Le syndicat UGT a dénoncé la situation précaire des agents des Douanes à Almería suite à un grave incident. Une narcolancha a percuté la vedette patrouilleuse Audaz lors d'une poursuite, plaçant les fonctionnaires dans une situation limite. Les agents dénoncent le fait de risquer leur vie pour un salaire d'à peine 1 600 euros mensuels, ce que le syndicat qualifie de roulette russe opérationnelle en raison du manque de moyens.
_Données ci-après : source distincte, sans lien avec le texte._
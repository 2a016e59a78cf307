// Copyright 2025 eraflo
//
// Licensed under the Apache License, Version 2.0 (the "License");
// you may not use this file except in compliance with the License.
// You may obtain a copy of the License at
//
//     http://www.apache.org/licenses/LICENSE-2.0
//
// Unless required by applicable law or agreed to in writing, software
// distributed under the License is distributed on an "AS IS" BASIS,
// WITHOUT WARRANTIES OR CONDITIONS OF ANY KIND, either express or implied.
// See the License for the specific language governing permissions and
// limitations under the License.

//! The contract for bounding-volume maintenance of transformable nodes.

use std::any::Any;
use std::fmt::Debug;

use glam::Mat4;

use crate::geometry::Aabb;

/// A strategy computing the bounding box of a transformable node.
///
/// The tree owns one builder per node and re-anchors it whenever the node's
/// scaled local or world matrix changes. After `set_transform_world` the tree
/// compares [`world`](Self::world) with its previous value and publishes
/// `TreeEvent::BoundingBoxWorldChanged` when it differs.
pub trait BoundingBoxBuilder: Debug + 'static {
    /// The box in the node's own, untransformed space.
    fn source(&self) -> Aabb;

    /// The box in the parent's space.
    fn local(&self) -> Aabb;

    /// The box in world space.
    fn world(&self) -> Aabb;

    /// Re-anchors the local box on a new scaled local matrix.
    fn set_transform_local(&mut self, local: &Mat4);

    /// Re-anchors the world box on a new scaled world matrix.
    fn set_transform_world(&mut self, world: &Mat4);

    /// Allows downcasting to the concrete builder type.
    fn as_any(&self) -> &dyn Any;

    /// Allows mutable downcasting to the concrete builder type.
    fn as_any_mut(&mut self) -> &mut dyn Any;
}
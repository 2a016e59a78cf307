// Copyright 2025 eraflo
//
// Licensed under the Apache License, Version 2.0 (the "License");
// you may not use this file except in compliance with the License.
// You may obtain a copy of the License at
//
//     http://www.apache.org/licenses/LICENSE-2.0
//
// Unless required by applicable law or agreed to in writing, software
// distributed under the License is distributed on an "AS IS" BASIS,
// WITHOUT WARRANTIES OR CONDITIONS OF ANY KIND, either express or implied.
// See the License for the specific language governing permissions and
// limitations under the License.

/// A generic event channel carrying notifications of type `T`.
///
/// The bus keeps both ends of an unbounded channel, so publishing never blocks
/// and never fails while the bus is alive. Events accumulate until the owner
/// drains them, which the frame loop does between the Update and Draw passes.
#[derive(Debug)]
pub struct EventBus<T: Clone + Send + Sync + 'static> {
    sender: flume::Sender<T>,
    receiver: flume::Receiver<T>,
}

impl<T: Clone + Send + Sync + 'static> EventBus<T> {
    /// Creates a new EventBus with an unbounded channel.
    pub fn new() -> Self {
        let (sender, receiver) = flume::unbounded();
        log::trace!("EventBus initialized.");
        Self { sender, receiver }
    }

    /// Publishes an event, logging an error if the receiver is disconnected.
    pub fn publish(&self, event: T) {
        if let Err(e) = self.sender.send(event) {
            log::error!("Failed to publish event: {e}. Receiver likely disconnected.");
        }
    }

    /// Removes and returns every pending event, oldest first.
    pub fn drain(&self) -> Vec<T> {
        self.receiver.try_iter().collect()
    }

    /// Returns the number of pending events.
    pub fn len(&self) -> usize {
        self.receiver.len()
    }

    /// Returns `true` if no event is pending.
    pub fn is_empty(&self) -> bool {
        self.receiver.is_empty()
    }

    /// Returns a clone of the sender end of the channel.
    /// Use this to let other parts of the system publish on the same bus.
    pub fn sender(&self) -> flume::Sender<T> {
        self.sender.clone()
    }

    /// Returns a reference to the receiver end of the channel.
    pub fn receiver(&self) -> &flume::Receiver<T> {
        &self.receiver
    }
}

impl<T: Clone + Send + Sync + 'static> Default for EventBus<T> {
    fn default() -> Self {
        Self::new()
    }
}
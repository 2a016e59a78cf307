// Copyright 2025 eraflo
//
// Licensed under the Apache License, Version 2.0 (the "License");
// you may not use this file except in compliance with the License.
// You may obtain a copy of the License at
//
//     http://www.apache.org/licenses/LICENSE-2.0
//
// Unless required by applicable law or agreed to in writing, software
// distributed under the License is distributed on an "AS IS" BASIS,
// WITHOUT WARRANTIES OR CONDITIONS OF ANY KIND, either express or implied.
// See the License for the specific language governing permissions and
// limitations under the License.

//! Directional and tab navigation between sibling GUI nodes.

use std::cmp::Ordering;

use arbor_core::{AbstractInput, CollectMode, Direction, FocusChannels, FocusError, NodeId, Rect};
use arbor_data::{GuiNode, NodeTree};

use crate::router::FocusRouter;

/// A navigation request resolved by the router.
#[derive(Debug, Clone, Copy, PartialEq, Eq)]
pub enum Navigation {
    /// Move along a screen axis.
    Directional(Direction),
    /// Move through child order.
    Abstract(AbstractInput),
}

impl Navigation {
    /// Orders two rects along the navigation axis; ties fall back to the other axis.
    fn compare(self, a: &Rect, b: &Rect) -> Ordering {
        let by_x = a.origin.x.total_cmp(&b.origin.x);
        let by_y = a.origin.y.total_cmp(&b.origin.y);
        match self {
            Navigation::Directional(Direction::Right) => by_x.then(by_y),
            Navigation::Directional(Direction::Left) => by_x.reverse().then(by_y),
            Navigation::Directional(Direction::Down) => by_y.then(by_x),
            Navigation::Directional(Direction::Up) => by_y.reverse().then(by_x),
            Navigation::Abstract(_) => Ordering::Equal,
        }
    }
}

impl FocusRouter {
    /// Moves focus to the next eligible sibling of the focused leaf.
    ///
    /// Candidates are the GUI children of the leaf's container, which is the
    /// screen itself when nothing is focused. Returns the newly focused node, or
    /// `None` if no eligible candidate follows the current one.
    pub fn navigate(
        &mut self,
        tree: &mut NodeTree,
        navigation: Navigation,
    ) -> Result<Option<NodeId>, FocusError> {
        let screen = self.screen().ok_or(FocusError::NoScreen)?;
        let current = self.focused_leaf(tree);
        let container = current
            .filter(|leaf| *leaf != screen)
            .and_then(|leaf| tree.parent(leaf))
            .unwrap_or(screen);

        let candidates = self.candidates(tree, container, navigation);
        let start = current.and_then(|leaf| candidates.iter().position(|c| *c == leaf));
        let Some(next) = self.pick(tree, &candidates, start) else {
            log::trace!("No {navigation:?} candidate under container {container}.");
            return Ok(None);
        };

        self.focus(tree, next, FocusChannels::OTHER_INPUT)?;
        log::debug!("Navigated {navigation:?} to node {next}.");
        Ok(Some(next))
    }

    /// The GUI children of `container` in navigation order.
    fn candidates(
        &self,
        tree: &NodeTree,
        container: NodeId,
        navigation: Navigation,
    ) -> Vec<NodeId> {
        let mut candidates = Vec::new();
        tree.collect_children::<GuiNode>(
            container,
            CollectMode::Shallow,
            |_, _| true,
            &mut candidates,
        );
        match navigation {
            Navigation::Abstract(AbstractInput::Tab) => {}
            Navigation::Abstract(AbstractInput::ShiftTab) => candidates.reverse(),
            Navigation::Directional(_) => {
                let rect = |node: &NodeId| {
                    tree.gui(*node)
                        .map_or(Rect::default(), |gui| gui.rect())
                };
                candidates.sort_by(|a, b| navigation.compare(&rect(a), &rect(b)));
            }
        }
        candidates
    }

    /// The first eligible candidate after `start`, wrapping when configured.
    fn pick(
        &self,
        tree: &NodeTree,
        candidates: &[NodeId],
        start: Option<usize>,
    ) -> Option<NodeId> {
        let eligible = |node: &&NodeId| self.can_focus(tree, **node, FocusChannels::OTHER_INPUT);
        let (after, before) = match start {
            Some(index) => (&candidates[index + 1..], &candidates[..index]),
            None => (candidates, &[][..]),
        };
        let wrapped = if self.wraparound() { before } else { &[] };
        after.iter().chain(wrapped).find(eligible).copied()
    }
}
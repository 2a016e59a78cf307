// Copyright 2025 eraflo
//
// Licensed under the Apache License, Version 2.0 (the "License");
// you may not use this file except in compliance with the License.
// You may obtain a copy of the License at
//
//     http://www.apache.org/licenses/LICENSE-2.0
//
// Unless required by applicable law or agreed to in writing, software
// distributed under the License is distributed on an "AS IS" BASIS,
// WITHOUT WARRANTIES OR CONDITIONS OF ANY KIND, either express or implied.
// See the License for the specific language governing permissions and
// limitations under the License.

//! Recomputation of world values.
//!
//! `world = combine(local, parent.world)`, or `local` for roots:
//! - enabled, visible, active: logical AND,
//! - z-order: sum,
//! - transform: `anchor * local`, the anchor being the parent's scaled world
//!   matrix at the selected mount point.

use arbor_core::{NodeId, TreeEvent, WorldProperty};
use glam::Mat4;

use super::{NodeRecord, NodeTree};

/// World values a node inherits from its parent.
struct Inherited {
    enabled: bool,
    visible: bool,
    active: bool,
    z_order: f32,
    anchor: Option<Mat4>,
}

impl Inherited {
    const ROOT: Self = Self {
        enabled: true,
        visible: true,
        active: true,
        z_order: 0.0,
        anchor: None,
    };

    fn from_parent(parent: &NodeRecord, mount_point: Option<usize>) -> Self {
        Self {
            enabled: parent.enabled.world,
            visible: parent.visible.world,
            active: parent.active.world,
            z_order: parent.z_order.world,
            anchor: parent
                .transform
                .as_ref()
                .map(|transform| transform.anchor(mount_point)),
        }
    }
}

impl NodeTree {
    /// Recomputes one world property of `node` and then of every descendant.
    pub fn update_world_property(&mut self, node: NodeId, property: WorldProperty) {
        self.cascade(node, &[property]);
    }

    /// Recomputes every world property of `node` and then of every descendant.
    pub fn update_world_properties(&mut self, node: NodeId) {
        self.cascade(node, &WorldProperty::ALL);
    }

    fn cascade(&mut self, node: NodeId, properties: &[WorldProperty]) {
        let mut pending = self.take_scratch();
        pending.push(node);
        let mut visited = 0usize;

        // Parents are always popped before their children.
        while let Some(current) = pending.pop() {
            self.recompute(current, properties);
            if let Some(record) = self.store.get(current) {
                pending.extend(record.children.iter().rev());
            }
            visited += 1;
        }

        self.return_scratch(pending);
        log::trace!("Cascaded {properties:?} from node {node} over {visited} nodes.");
    }

    fn recompute(&mut self, node: NodeId, properties: &[WorldProperty]) {
        let Some(record) = self.store.get(node) else {
            return;
        };
        let mount_point = record.transform.as_ref().and_then(|t| t.mount_point);
        let inherited = record
            .parent
            .and_then(|parent| self.store.get(parent))
            .map_or(Inherited::ROOT, |parent| {
                Inherited::from_parent(parent, mount_point)
            });

        let Some(record) = self.store.get_mut(node) else {
            return;
        };
        let mut lost_interaction = false;
        for property in properties {
            match property {
                WorldProperty::Enabled => {
                    record.enabled.world = record.enabled.local && inherited.enabled;
                }
                WorldProperty::Visible => {
                    record.visible.world = record.visible.local && inherited.visible;
                    lost_interaction |= !record.visible.world;
                }
                WorldProperty::Active => {
                    record.active.world = record.active.local && inherited.active;
                    lost_interaction |= !record.active.world;
                }
                WorldProperty::ZOrder => {
                    record.z_order.world = record.z_order.local + inherited.z_order;
                }
                WorldProperty::Transform => {
                    if let Some(transform) = record.transform.as_mut() {
                        if let Some(bounds) = transform.apply_world(inherited.anchor) {
                            self.events
                                .publish(TreeEvent::BoundingBoxWorldChanged { node, bounds });
                        }
                    }
                }
            }
        }

        let focused = record
            .gui
            .as_ref()
            .is_some_and(|gui| gui.focus.is_focused());
        if lost_interaction && focused {
            log::debug!("Node {node} lost activity or visibility; releasing its focus.");
            self.release_focus(node);
        }
    }
}

#[cfg(test)]
mod tests {
    use super::*;
    use crate::tree::NodeBuilder;

    #[test]
    fn test_enabled_end_to_end() {
        // --- ARRANGE ---
        let mut tree = NodeTree::default();
        let root = tree.spawn(NodeBuilder::updateable().enabled(true)).unwrap();
        let child = tree
            .spawn(NodeBuilder::updateable().enabled(true).parent(root))
            .unwrap();
        assert!(tree.node(child).unwrap().enabled_world());

        // --- ACT & ASSERT ---
        tree.set_enabled(root, false).unwrap();
        let record = tree.node(child).unwrap();
        assert!(!record.enabled_world());
        assert!(record.enabled());

        tree.set_enabled(root, true).unwrap();
        assert!(tree.node(child).unwrap().enabled_world());
    }

    #[test]
    fn test_z_order_accumulates() {
        let mut tree = NodeTree::default();
        let root = tree.spawn(NodeBuilder::component().z_order(1.0)).unwrap();
        let mid = tree
            .spawn(NodeBuilder::component().z_order(2.0).parent(root))
            .unwrap();
        let leaf = tree
            .spawn(NodeBuilder::component().z_order(0.5).parent(mid))
            .unwrap();

        assert_eq!(tree.node(leaf).unwrap().z_order_world(), 3.5);

        tree.set_z_order(root, -1.0).unwrap();
        assert_eq!(tree.node(leaf).unwrap().z_order_world(), 1.5);
    }

    #[test]
    fn test_detaching_restores_local_values() {
        let mut tree = NodeTree::default();
        let root = tree
            .spawn(NodeBuilder::component().visible(false).z_order(4.0))
            .unwrap();
        let child = tree.spawn(NodeBuilder::component().parent(root)).unwrap();
        assert!(!tree.node(child).unwrap().visible_world());

        tree.set_parent(child, None).unwrap();

        let record = tree.node(child).unwrap();
        assert!(record.visible_world());
        assert_eq!(record.z_order_world(), 0.0);
    }

    #[test]
    fn test_cascade_publishes_only_the_originating_change() {
        let mut tree = NodeTree::default();
        let root = tree.spawn(NodeBuilder::component()).unwrap();
        for _ in 0..3 {
            tree.spawn(NodeBuilder::component().parent(root)).unwrap();
        }
        tree.events().drain();

        tree.set_active(root, false).unwrap();

        assert_eq!(
            tree.events().drain(),
            vec![TreeEvent::PropertyChanged {
                node: root,
                property: WorldProperty::Active
            }]
        );
    }
}
// Copyright 2025 eraflo
//
// Licensed under the Apache License, Version 2.0 (the "License");
// you may not use this file except in compliance with the License.
// You may obtain a copy of the License at
//
//     http://www.apache.org/licenses/LICENSE-2.0
//
// Unless required by applicable law or agreed to in writing, software
// distributed under the License is distributed on an "AS IS" BASIS,
// WITHOUT WARRANTIES OR CONDITIONS OF ANY KIND, either express or implied.
// See the License for the specific language governing permissions and
// limitations under the License.

//! Focus channels of interactive nodes.

use bitflags::bitflags;

bitflags! {
    /// The ways a GUI node can hold focus.
    ///
    /// A node is focused when any channel is set. The same type is used for the
    /// mask of channels a node permits.
    #[derive(Debug, Clone, Copy, PartialEq, Eq, Hash, Default)]
    pub struct FocusChannels: u8 {
        /// Focus acquired by a pointer click.
        const POINTER = 1 << 0;
        /// Focus acquired by keyboard or gamepad navigation.
        const OTHER_INPUT = 1 << 1;
        /// Focus assigned programmatically, not through user input.
        const NON_INPUT = 1 << 2;
    }
}

impl FocusChannels {
    /// Returns `true` if any channel is set.
    pub fn is_focused(&self) -> bool {
        !self.is_empty()
    }
}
Le fossé technologique dans la lutte contre le narcotrafic 🚤
Alors que les organisations criminelles équipent leurs embarcations de moteurs à haute cylindrée et de systèmes de navigation avancés, les vedettes de la Surveillance Douanière comme l'Audaz opèrent avec des ressources limitées. Le manque de blindage, de systèmes de communication cryptés et de drones de surveillance transforme chaque intervention en un saut dans le vide. La technologie disponible n'égale ni la vitesse ni la maniabilité des narcolanchas, obligeant les agents à dépendre de tactiques d'approche qui augmentent le risque de collision.
La prime de dangerosité : un chewing-gum et un briquet 😅
Les agents devraient recevoir une prime de dangerosité qui, à ce rythme, inclura peut-être un casque de chantier et un sifflet. Avec 1 600 euros, on peut choisir entre payer son hypothèque ou acheter un gilet pare-balles d'occasion. La prochaine fois qu'une narcolancha percute, ils demanderont peut-être une augmentation sous forme d'airbag pour la vedette. En attendant, le syndicat suggère que les fonctionnaires souscrivent une assurance-vie incluse dans le café de la machine.